The AI model generates a probability distribution over the vocabulary for each token in the sequence. The temperature parameter is used to adjust this distribution before sampling the next token. Here's how it works:

Higher temperature (e.g., 0.8): The probability distribution becomes "flatter," meaning that the differences between the probabilities of various tokens are reduced. This leads to more randomness in the selection, and the model is more likely to choose less probable tokens. As a result, the generated text tends to be more creative, and potentially coherent. Lower temperature (e.g., 0.2): The probability distribution becomes "sharper," meaning that the differences between the probabilities of various tokens are increased. This makes the model more likely to choose the most probable tokens. The generated text is more focused, conservative, and coherent, but it may lack creativity.
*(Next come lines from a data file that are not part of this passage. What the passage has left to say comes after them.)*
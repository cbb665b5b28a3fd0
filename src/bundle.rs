//! Bundle assembly.
//!
//! A bundle is the root asset plus everything it transitively requires,
//! in dependency order, minus whatever it stubs. The members are always
//! loaded through the `self` pipeline so that directive edges are visible
//! without recursing into bundling again.
//!
//! Per-key metadata across the members is folded with the [`Reducer`]s
//! registered for the bundle's content type.

use std::collections::{BTreeMap, BTreeSet};
use std::fmt;
use std::sync::Arc;

use rustc_hash::FxHashSet;
use serde_json::Value;

use crate::asset::Asset;
use crate::environment::CachedEnvironment;
use crate::error::Result;
use crate::processor::{Processor, ProcessorInput, ProcessorOutput};
use crate::source_map::{SourceMap, concat};
use crate::uri::AssetUri;

/// Combining function of a custom reducer.
pub type ReduceFn = Arc<dyn Fn(Value, &Value) -> Value + Send + Sync>;

/// How one metadata key is combined across bundle members.
#[derive(Clone)]
pub enum Reducer {
    /// Byte concatenation of the sources
    Concat,
    /// Concatenation keeping statements terminated
    ConcatJavaScript,
    /// Source map concatenation, offset by the lines emitted so far
    ConcatMaps,
    /// Union of every member's links
    UnionLinks,
    /// Fold over `extra[key]` values
    Custom { initial: Value, combine: ReduceFn },
}

impl Reducer {
    pub fn custom<F>(initial: Value, combine: F) -> Self
    where
        F: Fn(Value, &Value) -> Value + Send + Sync + 'static,
    {
        Self::Custom {
            initial,
            combine: Arc::new(combine),
        }
    }
}

impl fmt::Debug for Reducer {
    fn fmt(&self, f: &mut fmt::Formatter<'_>) -> fmt::Result {
        match self {
            Self::Concat => f.write_str("Concat"),
            Self::ConcatJavaScript => f.write_str("ConcatJavaScript"),
            Self::ConcatMaps => f.write_str("ConcatMaps"),
            Self::UnionLinks => f.write_str("UnionLinks"),
            Self::Custom { initial, .. } => write!(f, "Custom({initial})"),
        }
    }
}

/// An assembled bundle.
#[derive(Debug, Clone)]
pub struct Bundle {
    /// Members in concatenation order
    pub assets: Vec<Arc<Asset>>,
    pub data: Vec<u8>,
    pub map: Option<SourceMap>,
    pub links: BTreeSet<AssetUri>,
    /// Dependencies of every member, stubbed ones included
    pub dependencies: BTreeSet<String>,
    /// Results of custom reducers
    pub extra: BTreeMap<String, Value>,
}

impl Bundle {
    pub fn included(&self) -> Vec<AssetUri> {
        self.assets.iter().map(|a| a.uri.clone()).collect()
    }
}

/// Assemble the bundle rooted at `root`.
pub fn assemble(env: &CachedEnvironment, root: &AssetUri) -> Result<Bundle> {
    let processed = root.without_id().with_pipeline(Some("self"));
    let root_asset = env.load(&processed)?;

    let required_of = |uri: &AssetUri| -> Result<Vec<AssetUri>> {
        Ok(env.load(uri)?.metadata.required.iter().cloned().collect())
    };

    let mut required = dfs(vec![processed.clone()], required_of)?;
    let stubbed = dfs(
        root_asset.metadata.stubbed.iter().cloned().collect(),
        required_of,
    )?;
    required.retain(|uri| !stubbed.contains(uri));
    dedup_index_aliases(&mut required);

    crate::debug!(
        "bundle";
        "{}: {} members, {} stubbed",
        root_asset.logical_path,
        required.len(),
        stubbed.len()
    );

    let mut dependencies = BTreeSet::new();
    for uri in required.iter().chain(&stubbed) {
        dependencies.extend(env.load(uri)?.metadata.dependencies.iter().cloned());
    }

    let assets = required
        .iter()
        .map(|uri| env.load(uri))
        .collect::<Result<Vec<_>>>()?;

    let config = env.config();
    let file = match config.mime().preferred_extension(&root_asset.content_type) {
        Some(ext) => format!("{}{ext}", root_asset.name),
        None => root_asset.name.clone(),
    };

    let mut bundle = Bundle {
        assets,
        data: Vec::new(),
        map: None,
        links: BTreeSet::new(),
        dependencies,
        extra: BTreeMap::new(),
    };
    reduce(&mut bundle, &config.bundle_reducers(&root_asset.content_type), &file);
    Ok(bundle)
}

/// Post-order traversal where a node listing itself among its children is
/// emitted at that position instead of after all of them.
fn dfs<F>(initial: Vec<AssetUri>, mut children: F) -> Result<Vec<AssetUri>>
where
    F: FnMut(&AssetUri) -> Result<Vec<AssetUri>>,
{
    let mut nodes = Vec::new();
    let mut emitted = FxHashSet::default();
    let mut seen = FxHashSet::default();
    let mut stack: Vec<AssetUri> = initial.into_iter().rev().collect();

    while let Some(node) = stack.pop() {
        if seen.contains(&node) {
            if emitted.insert(node.clone()) {
                nodes.push(node);
            }
        } else {
            seen.insert(node.clone());
            let next = children(&node)?;
            stack.push(node);
            stack.extend(next.into_iter().rev());
        }
    }
    Ok(nodes)
}

/// Drop plain URIs whose index-aliased form is also present.
fn dedup_index_aliases(required: &mut Vec<AssetUri>) {
    let plain: FxHashSet<AssetUri> = required
        .iter()
        .filter(|uri| uri.index_alias.is_some())
        .map(|uri| uri.clone().with_index_alias(None))
        .collect();
    if !plain.is_empty() {
        required.retain(|uri| !plain.contains(uri));
    }
}

// =============================================================================
// Reduction
// =============================================================================

fn reduce(bundle: &mut Bundle, reducers: &[(&str, &Reducer)], file: &str) {
    // Lines already emitted before each member, for map offsets
    let mut offsets = Vec::with_capacity(bundle.assets.len());

    let data_reducer = reducers
        .iter()
        .find(|(key, _)| *key == "data")
        .map(|(_, r)| *r);
    match data_reducer {
        Some(Reducer::Custom { initial, combine }) => {
            let mut acc = initial.clone();
            for asset in &bundle.assets {
                offsets.push(0);
                acc = combine(acc, &Value::String(asset.to_string_lossy().into_owned()));
            }
            bundle.data = match acc {
                Value::String(s) => s.into_bytes(),
                other => other.to_string().into_bytes(),
            };
        }
        Some(reducer) => {
            let javascript = matches!(reducer, Reducer::ConcatJavaScript);
            let mut data = Vec::new();
            let mut lines = 0;
            for asset in &bundle.assets {
                if javascript && !asset.source.is_empty() && terminate_statement(&mut data) {
                    lines += 1;
                }
                offsets.push(lines);
                data.extend_from_slice(&asset.source);
                lines += newline_count(&asset.source);
            }
            bundle.data = data;
        }
        None => offsets.resize(bundle.assets.len(), 0),
    }

    for (key, reducer) in reducers {
        match reducer {
            Reducer::Concat | Reducer::ConcatJavaScript => {}
            Reducer::ConcatMaps => {
                let mut map = SourceMap::new(file).with_line_count(0);
                for (asset, &offset) in bundle.assets.iter().zip(&offsets) {
                    map.line_count = Some(offset);
                    map = concat(&map, &member_map(asset));
                }
                bundle.map = Some(map);
            }
            Reducer::UnionLinks => {
                for asset in &bundle.assets {
                    bundle.links.extend(asset.links().cloned());
                }
            }
            Reducer::Custom { initial, combine } => {
                if *key == "data" {
                    continue;
                }
                let mut acc = initial.clone();
                for asset in &bundle.assets {
                    if let Some(value) = asset.metadata.extra.get(*key) {
                        acc = combine(acc, value);
                    }
                }
                bundle.extra.insert(key.to_string(), acc);
            }
        }
    }
}

fn newline_count(data: &[u8]) -> u32 {
    u32::try_from(data.iter().filter(|&&b| b == b'\n').count()).unwrap_or(u32::MAX)
}

/// A member's own map, or an identity map over its source file.
fn member_map(asset: &Asset) -> SourceMap {
    match asset.source_map() {
        Some(map) => map.clone(),
        None => identity_map(asset),
    }
}

/// Line-for-line map of an asset onto its own file.
///
/// The source is the file name alone, relative to the directory of the
/// asset's logical path like every other map source.
pub(crate) fn identity_map(asset: &Asset) -> SourceMap {
    let source = asset
        .filename
        .file_name()
        .map(|name| name.to_string_lossy().into_owned())
        .unwrap_or_else(|| asset.logical_path.clone());
    SourceMap::identity(asset.logical_path.as_str(), source, &asset.source)
}

/// Append `source` to `buf`, terminating the previous statement first.
///
/// When `buf` does not end in `;` (ignoring trailing whitespace), one is
/// inserted before the trailing whitespace. `buf` always ends in a newline
/// before `source` is appended.
pub fn concat_javascript_sources(buf: &mut Vec<u8>, source: &[u8]) {
    if source.is_empty() {
        return;
    }
    terminate_statement(buf);
    buf.extend_from_slice(source);
}

/// Returns whether a newline was appended.
fn terminate_statement(buf: &mut Vec<u8>) -> bool {
    let Some(last) = buf.iter().rposition(|b| !b.is_ascii_whitespace()) else {
        return false;
    };
    if buf[last] != b';' {
        buf.insert(last + 1, b';');
    }
    if buf.last() == Some(&b'\n') {
        return false;
    }
    buf.push(b'\n');
    true
}

// =============================================================================
// Bundle processor
// =============================================================================

/// The `default` pipeline processor for bundled types.
#[derive(Debug, Clone, Copy, Default)]
pub struct BundleProcessor;

impl Processor for BundleProcessor {
    fn name(&self) -> &str {
        "bundle"
    }

    fn cache_key(&self) -> String {
        "bundle:1".into()
    }

    fn call(&self, input: &ProcessorInput<'_>) -> anyhow::Result<ProcessorOutput> {
        let bundle = assemble(input.env, input.uri)?;
        let included = bundle.included();
        let Bundle {
            data,
            map,
            links,
            dependencies,
            extra,
            ..
        } = bundle;
        Ok(ProcessorOutput {
            data: Some(data),
            dependencies,
            links,
            included: Some(included),
            map,
            extra,
            ..ProcessorOutput::default()
        })
    }
}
In summary, the temperature parameter adjusts the balance between exploration (creativity and diversity) and exploitation (consistency and coherence) in the text generation mechanism, by modifying the probability distribution used for sampling the next token in the sequence.

Top-p

A more detailed explanation of the top-p sampling (nucleus sampling) technique is detailed here. The probabilities for all tokens in the large language model vocabulary are computed. The the tokens are sorted in descending order based on their probabilities, so the token with the highest probability comes first, followed by the second most probable token, and so on. Then the cumulative probability is computed by picking one token at a time starting with the token with the highest probability is the sort. When we pass the value of top-p the tokens included form the nucleus from which we finally sample. For example, if p = 0.9, the nucleus will include tokens whose combined probability accounts for 90% probability. Then the next token in the generated sequence is randomly sampled from those include in the nucleus, with the probability of each token in the nucleus still being proportional to its original probability value. The top-p sampling ensures that only tokens within the nucleus have a chance of being selected.